The M&G Garden has been designed by Harris Bugg Studio as a shared green haven for people and wildlife, set in a busy urban environment.

Garden between continents

60° East: A Garden Between Continents was designed by Ekaterina Zasukhina with Carly Kershaw for Bodmin Jail and Bodmin Jail Hotel.

The landform balcony garden

The Landform Balcony Garden, designed by Nicola Hale

I must start by acknowledging the RHS’s bold decision to hold its flagship show in September, highlighting the season’s late flowering and not its early burgeoning. After two seasons of disappointment, we were all longing to be back in Chelsea.

And so here we are, it’s Monday 20th September 2021, and I’m writing this on what is a quieter day for we trade stand exhibitors – Press Day. The world’s press and celebrities are largely milling around the show gardens and Great Pavilion. I wanted to give those of who you are unable to attend a glimpse inside the show, as it looks and feels quite different this year. So here goes…

There are many familiar names missing from the roll call: no Peter Beales or David Austin with their show-stopping gardens of scented roses; no Bloms or the European bulb companies that made the promise of next spring seem close and always tempted me into ordering far more bulbs than I need; no islands of exotic flowers from the many tourist boards who tempted us with the best their nations could offer; no Hillier Nursery with its centrepiece of living, breathing trees and shrubs.

But there is an air of quiet anticipation around the show ground; exhibitors have made their plans with social distancing and smaller audiences in mind, and we are showing our support for the decision simply by being here.

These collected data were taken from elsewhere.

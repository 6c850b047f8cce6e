//! Password hashing over bcrypt.
//!
//! The work factor comes from [`crate::AuthConfig::hash_cost`] (reference
//! cost 12). Plaintext never leaves these functions and is never logged.

use anyhow::Context;

use crate::error::AuthError;

/// Hash a plaintext password with the given bcrypt cost.
pub fn hash(plaintext: &str, cost: u32) -> Result<String, AuthError> {
    bcrypt::hash(plaintext, cost)
        .context("failed to hash password")
        .map_err(AuthError::Unavailable)
}

/// Verify a plaintext password against a stored digest.
///
/// Comparison timing is handled by the bcrypt primitive. A malformed stored
/// digest is an infrastructure failure, never a caller-facing kind.
pub fn verify(plaintext: &str, digest: &str) -> Result<bool, AuthError> {
    bcrypt::verify(plaintext, digest)
        .context("failed to verify password digest")
        .map_err(AuthError::Unavailable)
}

#[cfg(test)]
mod tests {
    use super::{hash, verify};
    use crate::error::AuthError;

    // minimum cost bcrypt accepts; keeps the tests fast
    const TEST_COST: u32 = 4;

    #[test]
    fn hash_then_verify_round_trip() {
        let digest = hash("Passw0rd!", TEST_COST).expect("hashing succeeds");
        assert_ne!(digest, "Passw0rd!");
        assert!(verify("Passw0rd!", &digest).expect("verify succeeds"));
        assert!(!verify("wrong", &digest).expect("verify succeeds"));
    }

    #[test]
    fn same_password_hashes_differently() {
        let first = hash("Passw0rd!", TEST_COST).expect("hashing succeeds");
        let second = hash("Passw0rd!", TEST_COST).expect("hashing succeeds");
        // salted: equal inputs must not produce equal digests
        assert_ne!(first, second);
    }

    #[test]
    fn malformed_digest_is_internal_error() {
        let err = verify("Passw0rd!", "not-a-bcrypt-digest").unwrap_err();
        assert!(matches!(err, AuthError::Unavailable(_)));
    }
}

And the September date does offer a new opportunity for some growers who might have felt neglected by Chelsea in the past (although one could argue that there are shows aplenty in the horticultural calendar).

Walking round this morning, I was struck by the vibrancy of the displays: enormous rudbeckias in every shade from lemon to deep marmalade (yes, I know they strongly divide opinion and I would only give garden room to the smaller varieties, but they are used to great effect combined with grasses); echinaceas are everywhere - some so exotic in shape and colour that I had no idea of their existence; salvias, a new favourite of mine, and there are some eye-catching varieties here and, of course, the grasses which are at their best now, and give a softness to the planting.

The six show gardens still showcase the very best of garden design and planting.

I love the use of grasses, rudbeckias, asters and autumnal foliage planting in the Harris Bugg-designed garden for M&G. As the RHS tells us, “It was originally designed for the May 2020 show, to stimulate conversations over the importance of urban green places – spaces that are vital to the infrastructure of towns and cities, but which are being lost in the push to build and develop. Eighteen months on from the start of the pandemic, the significance of urban green spaces is recognised as being more powerful and meaningful than ever.”


Arcadia, designed by Martha Krempel

NHS tribute garden

Finding Our Way: An NHS Tribute Gardendesigned by Naomi Ferrett-Cohen celebrates the relentless work of the NHS to provide care and support during the Covid pandemic not just nurses and doctors, but also physiotherapists, pharmacists, porters, technicians and other unseen and unsung staff who keep the health service running.

The calm of bangkok

The Calm of Bangkok designed by Tawatchai Sakdikul and Ploytabtim Suksang represents the spirit and frenetic energy of Bangkok conveyed through tropical-inspired planting, and its calm simplicity, which can be found in the shelter and hammock situated beyond the planting.

Elsewhere, I suspect the sheer lusciousness of the Bodmin Jail garden planting with its stunning water feature will make it a strong contender for The People’s Choice award. According to the RHS, the garden “draws upon east and west to create a unique blend of European and Asian planting palettes, brought together in a sweeping naturalistic composition evocative of the unsurpassed beauty of the Ural Mountain landscapes; its peaks, forests, rivers and slopes. Inspired by a garden in the heart of the metropolis of Yekaterinburg, 60° East is a green jewel amid towering architecture.”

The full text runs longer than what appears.